Le 26 février 2013 – En Attendant l’éclaircie, deuxième jour.
Ma chère A.
Hier nous avons vu Jeden. Aujourd’hui nous devons réagir, nous devons répondre à ce que nous avons vu. J’étais placé en haut du gradin, côté jardin. Je ne sais pas où tu étais placée. A un moment du spectacle, je me suis senti traversé par une série d’interrogations dont je ne sais si elles relèvent de constructions relatives à notre projet d’écriture éphémère et partagé, où si elles en dépassent fondamentalement le cadre. Je me suis posé la question de la légitimité de ma prise de parole, ou plus précisément de la possibilité qu’il y ait une oreille désireuse de l’entendre.
Est-ce que quelqu’un a envie de m’entendre ? Est-ce que je parle à quelqu’un, ou bien est-ce que je parle tout seul ?
Matériellement, c’est un fait, l’écrivain s’exprime seul, il ne reçoit par essence aucune réponse.
La perspective angoissante de l’inutilité ou de la gratuité de ma production, en même temps que l’urgence et la précarité caractérisées de notre situation, semblèrent alors me placer, malgré moi, à la proue d’un improbable catamaran lancé à toute vitesse dans une course en solitaire. Par moins douze ou quinze degré de température, sans doute aux alentours de deux heures du matin et vers le milieu de l’Atlantique Nord, je me hissai sur le haut du pont, et je hurlai un message personnel dans le vent fracassant et glacé de la mer ; je publiai désespérément un post maritime sur le blog impalpable d’une houle capricieuse.
Des expériences scientifiques officieuses font état de propriétés cachées de la mer, des propriétés étonnantes liées à la conduction d’informations, conséquences d’une possible mémoire magnétique de l’eau*. Un message hurlé par 30° de latitude Nord à l’avant d’un quelconque objet flottant pourrait ainsi glisser sinueusement à la surface de l’eau, sous la forme probable d’un signal électrique qu’il faudrait alors reconstituer de l’autre côté du globe en une suite aléatoire de zéro et de un. L’océan deviendrait une plateforme numérique vivante, un réseau aqueux défiant toutes proportions. Si alors nous embarquions toi et moi, ensemble ou séparément, à bord d’un de ces trimarans aux couleurs peut-être de Bouygues Télécom ou de SFR-Le Neuf, et que nous envoyions simultanément ou alternativement des messages au reste du monde, ils auraient une chance d’être reçus et décodés par un hypothétique récepteur inconnu.

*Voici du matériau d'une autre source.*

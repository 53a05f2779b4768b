//! Continuous laser beams: re-raycast and apply damage-per-tick (§4.6).

use shared::geometry::point_segment_distance;
use shared::ids::{BotId, PlayerId};
use shared::laser::{LASER_DAMAGE_PER_TICK, LASER_HIT_RADIUS, LASER_MINE_MARGIN, LASER_RANGE};
use shared::mine::MINE_TRIGGER_RADIUS;
use shared::protocol::ServerEvent;
use shared::Vec2;

use super::bots;
use super::death;
use super::mines;
use super::Room;

pub(crate) fn advance(room: &mut Room) {
    let owners: Vec<PlayerId> = room.lasers.keys().copied().collect();

    for owner in owners {
        let Some(ship) = room.ships.get(&owner) else {
            room.lasers.remove(&owner);
            continue;
        };
        if ship.is_dead() {
            room.lasers.remove(&owner);
            continue;
        }
        let origin = ship.position;
        let rotation = ship.facing_rotation;

        let expired = {
            let beam = room.lasers.get_mut(&owner).expect("owner key came from lasers map");
            beam.current_angle = rotation;
            beam.tick()
        };
        if expired {
            room.lasers.remove(&owner);
            continue;
        }

        let direction = Vec2::from_angle(rotation);
        let end = Vec2::new(origin.x + direction.x * LASER_RANGE, origin.y + direction.y * LASER_RANGE);

        hit_ships(room, owner, origin, end);
        hit_bots(room, owner, origin, end);
        hit_mines(room, owner, origin, end);
    }
}

fn hit_bots(room: &mut Room, owner: PlayerId, origin: Vec2, end: Vec2) {
    let hits: Vec<BotId> = room
        .bots
        .iter()
        .filter(|(_, b)| !b.is_dead())
        .filter(|(_, b)| point_segment_distance(b.position, origin, end) <= LASER_HIT_RADIUS)
        .map(|(id, _)| *id)
        .collect();

    for bot_id in hits {
        let bot_health_cap = room.settings.bot_health;
        let Some(bot) = room.bots.get_mut(&bot_id) else { continue };
        let was_alive = !bot.is_dead();
        bot.apply_damage(LASER_DAMAGE_PER_TICK, bot_health_cap);
        if was_alive && bot.is_dead() {
            bots::on_bot_killed(room, bot_id, Some(owner));
        }
    }
}

fn hit_ships(room: &mut Room, owner: PlayerId, origin: Vec2, end: Vec2) {
    let hits: Vec<PlayerId> = room
        .ships
        .iter()
        .filter(|(id, s)| **id != owner && !s.is_dead())
        .filter(|(_, s)| point_segment_distance(s.position, origin, end) <= LASER_HIT_RADIUS)
        .map(|(id, _)| *id)
        .collect();

    for victim_id in hits {
        let ship = room.ships.get_mut(&victim_id).expect("victim collected from live ships map");
        let was_alive = !ship.is_dead();
        ship.apply_damage(LASER_DAMAGE_PER_TICK);
        room.broadcast(ServerEvent::HealthUpdate {
            user_id: victim_id.to_string(),
            health: ship.health,
            shield: Some(ship.shield),
            attacker_id: Some(owner.to_string()),
        });
        if was_alive && room.ships[&victim_id].is_dead() {
            death::on_ship_death(room, victim_id, Some(owner));
        }
    }
}

fn hit_mines(room: &mut Room, owner: PlayerId, origin: Vec2, end: Vec2) {
    let reach = MINE_TRIGGER_RADIUS + LASER_MINE_MARGIN;
    let hits: Vec<_> = room
        .mines
        .iter()
        .filter(|(_, m)| point_segment_distance(m.position, origin, end) <= reach)
        .map(|(id, _)| *id)
        .collect();
    for mine_id in hits {
        mines::explode(room, mine_id, Some(owner));
    }
}
//! Bot (server-simulated NPC ship) state.
//!
//! Narrowed from the teacher's `npc::Npc`/`NpcPosition`/`NpcRotation` plus
//! the A*-wander state machine — this arena's bots only wander and fire, no
//! pathfinding or archetypes.

use serde::{Deserialize, Serialize};

use crate::geometry::Vec2;
use crate::ids::BotId;

#[derive(Debug, Clone, Serialize, Deserialize)]
pub struct Bot {
    pub id: BotId,
    pub label: String,
    pub position: Vec2,
    pub heading: f32,
    pub health: f32,
}

impl Bot {
    pub fn new(id: BotId, position: Vec2, health: f32) -> Self {
        Self { id, label: id.to_string(), position, heading: 0.0, health }
    }

    pub fn is_dead(&self) -> bool {
        self.health <= 0.0
    }

    pub fn apply_damage(&mut self, amount: f32, max_health: f32) {
        self.health = (self.health - amount).clamp(0.0, max_health);
    }
}
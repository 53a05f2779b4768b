//! Outbound HTTP client to the external scoring hub (§4.11).
//!
//! Grounded on `gerdoe-jr-dd-pg`'s `base-http` crate, which takes the same
//! `reqwest` (rustls-tls) dependency for its own outbound HTTP client. Calls
//! are fire-and-forget from the tick's perspective (§5); callers `tokio::spawn`
//! these futures and route the result back into the worker's inbound channel
//! rather than awaiting them inline.

use std::time::Duration;

use serde::{Deserialize, Serialize};
use thiserror::Error;

const REQUEST_TIMEOUT: Duration = Duration::from_secs(5);

#[derive(Debug, Error)]
pub enum HubError {
    #[error("hub request failed: {0}")]
    Http(#[from] reqwest::Error),
    #[error("hub responded with status {0}")]
    Status(u16),
}

#[derive(Debug, Clone, Deserialize)]
pub struct HubPlayer {
    #[serde(rename = "Name")]
    pub name: String,
    #[serde(rename = "PlayerKey")]
    pub player_key: String,
}

#[derive(Debug, Clone, Deserialize)]
pub struct CurrentGameResponse {
    #[serde(rename = "Players", default)]
    pub players: Vec<HubPlayer>,
}

#[derive(Debug, Clone, Serialize)]
pub struct ScorePlayerRef {
    #[serde(rename = "Name")]
    pub name: String,
    #[serde(rename = "PlayerKey")]
    pub player_key: String,
}

#[derive(Debug, Clone, Serialize)]
pub struct PlayerScore {
    #[serde(rename = "Score")]
    pub score: u8,
    #[serde(rename = "Player")]
    pub player: ScorePlayerRef,
}

#[derive(Debug, Clone, Serialize)]
pub struct SubmitScoreRequest {
    #[serde(rename = "HostedGameKey")]
    pub hosted_game_key: String,
    #[serde(rename = "PlayerScores")]
    pub player_scores: Vec<PlayerScore>,
}

#[derive(Clone)]
pub struct HubClient {
    client: reqwest::Client,
    base_url: String,
    hosted_game_key: String,
}

impl HubClient {
    pub fn new(base_url: String, hosted_game_key: String) -> Self {
        let client = reqwest::Client::builder()
            .timeout(REQUEST_TIMEOUT)
            .build()
            .expect("reqwest client builder with static config cannot fail");
        Self { client, base_url, hosted_game_key }
    }

    pub async fn fetch_current_game(&self) -> Result<CurrentGameResponse, HubError> {
        let url = format!("{}/Game/currentGame", self.base_url);
        let resp = self.client.get(url).send().await?;
        if !resp.status().is_success() {
            return Err(HubError::Status(resp.status().as_u16()));
        }
        Ok(resp.json::<CurrentGameResponse>().await?)
    }

    pub async fn submit_score(&self, name: String, player_key: String, score: u8) -> Result<(), HubError> {
        let url = format!("{}/Game/Score", self.base_url);
        let body = SubmitScoreRequest {
            hosted_game_key: self.hosted_game_key.clone(),
            player_scores: vec![PlayerScore { score, player: ScorePlayerRef { name, player_key } }],
        };
        let resp = self.client.post(url).json(&body).send().await?;
        if !resp.status().is_success() {
            return Err(HubError::Status(resp.status().as_u16()));
        }
        Ok(())
    }
}
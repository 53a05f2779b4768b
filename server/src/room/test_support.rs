//! Test-only helpers for constructing a bare `Room` without a live socket or
//! hub connection.

use tokio::sync::mpsc;

use shared::ids::PlayerId;
use shared::protocol::ServerEvent;

use crate::hub::HubClient;
use crate::session::WorkerMsg;

use super::Room;

pub(crate) fn new_test_room() -> Room {
    let hub = HubClient::new("https://hub.invalid".to_string(), "test-game".to_string());
    let (self_tx, _self_rx) = mpsc::channel::<WorkerMsg>(32);
    Room::new(hub, "admin-secret".to_string(), self_tx)
}

/// Connects a fresh player and hands back its id plus the outbox so a test
/// can assert on broadcast events.
pub(crate) fn connect_test_player(room: &mut Room) -> (PlayerId, mpsc::UnboundedReceiver<ServerEvent>) {
    let id = PlayerId::next();
    let (tx, rx) = mpsc::unbounded_channel();
    room.connect(id, None, tx);
    (id, rx)
}

pub(crate) fn drain(rx: &mut mpsc::UnboundedReceiver<ServerEvent>) -> Vec<ServerEvent> {
    let mut out = Vec::new();
    while let Ok(event) = rx.try_recv() {
        out.push(event);
    }
    out
}
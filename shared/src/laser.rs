//! Per-owner continuous beam state (§3 Laser beam, §4.6 Laser system).
//!
//! The teacher has no hitscan weapon to ground this on directly; the
//! point-to-segment hit test follows the same "resolve against a geometric
//! primitive, collect ids, apply effects after" shape as the teacher's
//! `weapons::detect_bullet_hits`.

use serde::{Deserialize, Serialize};

use crate::ids::PlayerId;

pub const LASER_DURATION_TICKS: u32 = 120;
pub const LASER_RANGE: f32 = 2000.0;
pub const LASER_HIT_RADIUS: f32 = 25.0;
pub const LASER_DAMAGE_PER_TICK: f32 = 2.0;
/// Extra margin added to a mine's trigger radius for laser-vs-mine tests.
pub const LASER_MINE_MARGIN: f32 = 10.0;

#[derive(Debug, Clone, Serialize, Deserialize)]
pub struct LaserBeam {
    pub owner: PlayerId,
    pub current_angle: f32,
    pub ticks_remaining: u32,
}

impl LaserBeam {
    pub fn new(owner: PlayerId, angle: f32) -> Self {
        Self { owner, current_angle: angle, ticks_remaining: LASER_DURATION_TICKS }
    }

    /// Decrement the beam's remaining duration. Returns `true` once expired.
    pub fn tick(&mut self) -> bool {
        self.ticks_remaining = self.ticks_remaining.saturating_sub(1);
        self.ticks_remaining == 0
    }
}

Je sorti du théâtre, perdu dans ces pensées flottantes et empruntai sans te croiser le couloir qui mène aux waters. Je cru à une erreur quand derrière la porte blanche des cabinets se profila l’étroite paroi d’un nouveau couloir. Machinalement je poursuivi ma route ainsi entamée, laissant se dissiper derrière moi le souvenir des voix et des rires du public encore assemblé dans le bar.
Je crois que je me suis perdu.
Je poussai une seconde porte, puis une troisième, et j’entrai enfin dans un petit bureau dans lequel on avait déposé un grand sac en plastique noir fermé par les deux bouts, qui semblait contenir une forme inerte dont je saisi instantanément la réalité avec effroi.
-Aurianne ? Est-ce que c’est toi ? Qu’est-ce qu’ils t’on fait ?
Tu ne répondis-pas, mais le sac laissa échapper un insondable mouvement. Je fus pris de vertige en imaginant un instant que peut-être ce n’était pas toi, mais ma propre parole qui était enfermée dans ce sac. Quelqu’un l’avait isolée dans cette pièce, au bout de ce couloir, pour en achever l’inutilité.
J’ouvris pourtant le sac et ce que j’y découvrais découpa dans ma tête comme un espace de perplexité et de fascination.
Dans le sac il y avait un bocal.
Dans le bocal il y avait un papillon.
Faut-il ajouter quelque chose à cette démonstration ? Comment ne pas croire après cette expérience qu’il existe une toile cachée qui structure et lie l’ensemble de nos messages et de nos prises de paroles ? Nos propositions symboliques infusent l’atmosphère comme du dioxyde de carbone, et rien ne nous permet d’envisager quelle photosynthèse en révèlera demain le contenu.
Je dois maintenant abandonner mon clavier, car un petit enfant me réclame à son tour une dose de symbolique (le symbolique est le vecteur unique de toute relation humaine). J’attend avec plaisir ta réponse et le moment ou peut-être on se perdra ensemble dans un couloir obscur.
Bien à toi
J.
*sur ce sujet, lire le roman d’Aurélien Bellanger La Théorie de l’information.